Two years ago today, I left the United States with 130 pounds of stuff packed into 3 bags and a one-way ticket to the next chapter of my life.
Sixteen months earlier, I had met a guy in a Paris bar who would end up changing my life forever. I had just left my job as a lawyer in DC, thinking my life was going to go in a certain direction … but then, during a week-long vacation in Paris, I crossed paths with Michel. It was a romantic story worthy of a Hollywood screenplay, and it very quickly set in motion a complete reassessment of my future plans. By the time I left Washington for good on August 15, 2010, I had fallen in love, I had gotten engaged, I had applied to a French language program in Paris, I had gotten a one-year student visa from the French Embassy, I had gotten married, and I had said goodbye to my closest friends in Washington, not sure when or if I’d ever come back there to live.
During the last two years, I’ve lived a life completely different than the one I led before. Instead of living in a 1,100-square-foot apartment in Adams Morgan with the most adorable French bulldog on the planet, I now live in a 205-square-foot studio in La Courneuve with two very furry cats. Instead of working for a prestigious law firm doing securities regulatory work, I now write a blog, I search for that elusive English-teaching position, and I go to school to improve my French. My daily life has changed dramatically … I don’t hear English anymore, except when I’m watching American television shows subtitled in French, Skyping with my mom a few times a week, or passing tourists on the streets of Paris. I can’t go to my amazing church anymore, which used to be a central part of my life. I can’t go out for a drink with my best friends anymore, either, just to shoot the breeze about anything and everything. I can’t even eat my favorite foods now, because you can’t get Meiwah‘s steamed veggie dumplings or Busboys and Poets‘s tempeh panini with sweet potato fries here.

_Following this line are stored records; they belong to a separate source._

impl CargoBookingOrchestrator {
    pub fn new(settings_provider: BoxedSettingsProvider, payments: BoxedPaymentGateway) -> Self {
        Self {
            settings_provider,
            payments,
            volume_basis: VolumeBasis::default(),
            settings: None,
            session: CargoSession::default(),
        }
    }

    pub fn with_volume_basis(mut self, basis: VolumeBasis) -> Self {
        self.volume_basis = basis;
        self
    }

    pub fn session(&self) -> &CargoSession {
        &self.session
    }

    pub fn step(&self) -> CargoStep {
        self.session.step
    }

    /// Cached settings snapshot, if one has been loaded
    pub fn cached_settings(&self) -> Option<&CargoSettings> {
        self.settings.as_ref()
    }

    /// Validate route and ship date against today's date
    pub fn search(&mut self, search: CargoSearch) -> BookingResult<()> {
        self.search_as_of(search, Utc::now().date_naive())
    }

    #[instrument(skip(self, search), fields(origin = %search.origin, destination = %search.destination, ship_date = %search.ship_date))]
    pub fn search_as_of(&mut self, search: CargoSearch, today: NaiveDate) -> BookingResult<()> {
        let result = self.run_search(search, today);
        self.record(result)
    }

    fn run_search(&mut self, search: CargoSearch, today: NaiveDate) -> BookingResult<()> {
        self.require("search", CargoStep::Search)?;
        let route = validate_cargo_route(&search.origin, &search.destination)?;
        validate_ship_date(route, search.ship_date, today)?;

        info!(schedule = ?route.schedule, "Cargo route accepted");
        self.session.search = Some(CargoSearch::new(route.origin, route.destination, search.ship_date));
        self.session.step = CargoStep::CargoDetails;
        Ok(())
    }

    #[instrument(skip(self, details), fields(packages = details.packages.len()))]
    pub fn submit_cargo_details(&mut self, details: CargoDetails) -> BookingResult<()> {
        let result = self.run_submit_details(details);
        self.record(result)
    }

    fn run_submit_details(&mut self, details: CargoDetails) -> BookingResult<()> {
        self.require("submit_cargo_details", CargoStep::CargoDetails)?;
        let search = self.current_search()?;
        details.validate()?;

        if let Some(pickup) = &details.pickup {
            if !pickup_available(&search.origin) {
                return Err(BookingError::Route(format!(
                    "Pickup is not offered from {}",
                    normalize_code(&search.origin)
                )));
            }
            if pickup.pickup_date > search.ship_date {
                return Err(BookingError::Validation(
                    "Pickup date must not be after the ship date".to_string(),
                ));
            }
        }

        let weight = CargoFeeCalculator::total_weight(&details.packages);
        let volume = CargoFeeCalculator::total_volume(&details.packages, self.volume_basis);
        info!(weight_kg = weight, volume, "Cargo details captured");

        self.session.total_weight_kg = Some(weight);
        self.session.total_volume = Some(volume);
        self.session.details = Some(details);
        self.session.step = CargoStep::ContactDetails;
        Ok(())
    }

    #[instrument(skip_all)]
    pub fn submit_contacts(&mut self, shipper: ContactRecord, consignee: ContactRecord) -> BookingResult<()> {
        let result = self.run_submit_contacts(shipper, consignee);
        self.record(result)
    }

    fn run_submit_contacts(&mut self, shipper: ContactRecord, consignee: ContactRecord) -> BookingResult<()> {
        self.require("submit_contacts", CargoStep::ContactDetails)?;
        shipper.validate()?;
        consignee.validate()?;

        self.session.shipper = Some(shipper);
        self.session.consignee = Some(consignee);
        self.session.step = CargoStep::Summary;
        Ok(())
    }

    /// Price the shipment for the summary step. Does not change the step.
    ///
    /// `rate_override` replaces the four schedule rates for this quote only.
    #[instrument(skip(self, rate_override), fields(overridden = rate_override.is_some()))]
    pub async fn prepare_summary(&mut self, rate_override: Option<CargoFees>) -> BookingResult<CargoSummary> {
        let result = self.run_prepare_summary(rate_override).await;
        self.record(result)
    }

    async fn run_prepare_summary(&mut self, rate_override: Option<CargoFees>) -> BookingResult<CargoSummary> {
        self.require("prepare_summary", CargoStep::Summary)?;
        if let Some(rates) = &rate_override {
            rates.validate()?;
        }
        let search = self.current_search()?.clone();
        let details = self
            .session
            .details
            .clone()
            .ok_or_else(|| BookingError::Internal("Session has no cargo details".to_string()))?;

        let settings = self.load_settings().await;
        let request = CargoQuoteRequest {
            origin: search.origin,
            destination: search.destination,
            cargo_type: details.cargo_type,
            packages: details.packages,
            pickup_requested: details.pickup.is_some(),
            rate_override,
            volume_basis: self.volume_basis,
        };
        let quote = CargoFeeCalculator::quote(&request, settings.as_ref());
        if quote.schedule_fallback {
            warn!("Cargo priced with the fallback fee schedule");
        }
        info!(grand_total = %quote.grand_total.display(), "Cargo summary prepared");

        let summary = CargoSummary {
            quote,
            prepared_at: Utc::now(),
        };
        self.session.prepared = Some(summary.clone());
        Ok(summary)
    }

    #[instrument(skip(self, summary), fields(total = %summary.quote.grand_total.display()))]
    pub fn submit_summary(&mut self, summary: CargoSummary) -> BookingResult<()> {
        let result = self.run_submit_summary(summary);
        self.record(result)
    }

    fn run_submit_summary(&mut self, summary: CargoSummary) -> BookingResult<()> {
        self.require("submit_summary", CargoStep::Summary)?;
        let currency = self.current_search()?.currency();
        summary.validate(currency)?;

        let prepared = self.session.prepared.clone().ok_or_else(|| {
            BookingError::Validation("Prepare the summary before submitting it".to_string())
        })?;
        if summary.quote != prepared.quote {
            return Err(BookingError::Validation(
                "Summary does not match the prepared quote".to_string(),
            ));
        }

        self.session.summary = Some(prepared);
        self.session.step = CargoStep::Checkout;
        Ok(())
    }

    /// Create a payment intent for the summary total with a fresh reference.
    ///
    /// A new attempt is only allowed when there is no intent yet or the
    /// previous one failed.
    #[instrument(skip(self, payer), fields(payer = %payer.email))]
    pub async fn start_checkout(&mut self, payer: ContactRecord) -> BookingResult<PaymentIntent> {
        let result = self.run_start_checkout(payer).await;
        self.record(result)
    }

    async fn run_start_checkout(&mut self, payer: ContactRecord) -> BookingResult<PaymentIntent> {
        self.require("start_checkout", CargoStep::Checkout)?;
        payer.validate()?;
        if let Some(existing) = &self.session.payment {
            if existing.status != PaymentStatus::Failed {
                return Err(BookingError::Validation(format!(
                    "Payment {} is already {}",
                    existing.reference,
                    existing.status.as_str()
                )));
            }
        }
        let amount = self
            .session
            .summary
            .as_ref()
            .map(|s| s.quote.grand_total)
            .ok_or_else(|| BookingError::Internal("Session has no summary".to_string()))?;

        let request = PaymentRequest::new(amount, payer);
        let intent = self.payments.create_payment(&request).await?;
        if intent.simulated {
            warn!(reference = %intent.reference, "Checkout is using a simulated payment");
        }
        info!(payment_id = %intent.id, reference = %intent.reference, "Payment created");

        self.session.payment = Some(intent.clone());
        Ok(intent)
    }

    /// Ask the payment provider for the current status
    #[instrument(skip(self))]
    pub async fn refresh_payment_status(&mut self) -> BookingResult<PaymentStatus> {
        let result = self.run_refresh().await;
        self.record(result)
    }

    async fn run_refresh(&mut self) -> BookingResult<PaymentStatus> {
        self.require("refresh_payment_status", CargoStep::Checkout)?;
        let payment_id = self
            .session
            .payment
            .as_ref()
            .map(|p| p.id.clone())
            .ok_or_else(|| BookingError::Validation("No payment has been started".to_string()))?;

        let status = self.payments.payment_status(&payment_id).await?;
        if let Some(payment) = self.session.payment.as_mut() {
            payment.status = status;
        }
        Ok(status)
    }

    /// Apply a status pushed by the provider (webhook or poller)
    #[instrument(skip(self))]
    pub fn apply_payment_status(&mut self, reference: &str, status: PaymentStatus) -> BookingResult<()> {
        let result = self.run_apply_status(reference, status);
        self.record(result)
    }

    fn run_apply_status(&mut self, reference: &str, status: PaymentStatus) -> BookingResult<()> {
        self.require("apply_payment_status", CargoStep::Checkout)?;
        let payment = self
            .session
            .payment
            .as_mut()
            .filter(|p| p.reference == reference)
            .ok_or_else(|| BookingError::Validation(format!("Unknown payment reference {}", reference)))?;

        info!(from = payment.status.as_str(), to = status.as_str(), "Payment status updated");
        payment.status = status;
        Ok(())
    }

    /// Confirm the booking. Only a completed payment moves past checkout.
    #[instrument(skip(self))]
    pub fn submit_payment(&mut self) -> BookingResult<()> {
        let result = self.run_submit_payment();
        self.record(result)
    }

    fn run_submit_payment(&mut self) -> BookingResult<()> {
        self.require("submit_payment", CargoStep::Checkout)?;
        match &self.session.payment {
            None => Err(BookingError::Validation(
                "No payment has been started".to_string(),
            )),
            Some(p) if p.status == PaymentStatus::Failed => Err(BookingError::Payment {
                reason: format!("Payment {} failed", p.reference),
            }),
            Some(p) if p.status != PaymentStatus::Completed => Err(BookingError::Payment {
                reason: format!("Payment {} is {}", p.reference, p.status.as_str()),
            }),
            Some(p) => {
                info!(reference = %p.reference, status = p.status.as_str(), "Cargo booking confirmed");
                self.session.step = CargoStep::Confirmation;
                Ok(())
            }
        }
    }

    /// Step back once, discarding what the left step produced.
    pub fn go_back(&mut self) -> CargoStep {
        let from = self.session.step;
        match from {
            CargoStep::Search | CargoStep::Confirmation => {}
            CargoStep::CargoDetails => self.session.search = None,
            CargoStep::ContactDetails => {
                self.session.details = None;
                self.session.total_weight_kg = None;
                self.session.total_volume = None;
            }
            CargoStep::Summary => {
                self.session.shipper = None;
                self.session.consignee = None;
                self.session.prepared = None;
            }
            CargoStep::Checkout => {
                self.session.summary = None;
                self.session.payment = None;
            }
        }
        self.session.step = from.previous();
        self.session.last_error = None;
        self.session.step
    }

    /// Discard the session and the cached settings
    pub fn reset(&mut self) {
        self.session = CargoSession::default();
        self.settings = None;
    }

    /// Drop the cached settings so the next summary reads the store again
    pub fn reload_settings(&mut self) {
        info!("Cargo settings cache cleared");
        self.settings = None;
    }

    async fn load_settings(&mut self) -> Option<CargoSettings> {
        if self.settings.is_none() {
            match self.settings_provider.load().await {
                Ok(settings) => self.settings = Some(settings),
                Err(e) => warn!(
                    provider = self.settings_provider.provider_name(),
                    error = %e,
                    "Cargo settings unavailable"
                ),
            }
        }
        self.settings.clone()
    }

    fn current_search(&self) -> BookingResult<&CargoSearch> {
        self.session
            .search
            .as_ref()
            .ok_or_else(|| BookingError::Internal("Session has no cargo search".to_string()))
    }

    fn require(&self, operation: &'static str, step: CargoStep) -> BookingResult<()> {
        if self.session.step != step {
            return Err(BookingError::InvalidStep {
                operation,
                expected: step.number(),
                actual: self.session.step.number(),
            });
        }
        Ok(())
    }

    fn record<T>(&mut self, result: BookingResult<T>) -> BookingResult<T> {
        match &result {
            Ok(_) => self.session.last_error = None,
            Err(e) => {
                warn!(step = %self.session.step, error = %e, "Transition failed");
                self.session.last_error = Some(e.to_string());
            }
        }
        result
    }
}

But life in Paris has filled these voids with other things … wonderful things. I have new friends, not only French ones but, thanks to my French courses, expatriates from countries around world. I have a new extended family, too: parents-in-law who love me and support me like their own … brothers- and sisters-in-law who embrace me … a nephew and three nieces who love their Tonton Michael, despite his strange accent and occasional inability to understand a word they’re saying! And I have a husband — the very reason I came here — who, with a single glance on a chilly April evening forty months ago, set this whole change in motion. In the beginning, he was like some ephemeral dream—something distant and exotic—but today, he’s my rock, and I couldn’t be here without him.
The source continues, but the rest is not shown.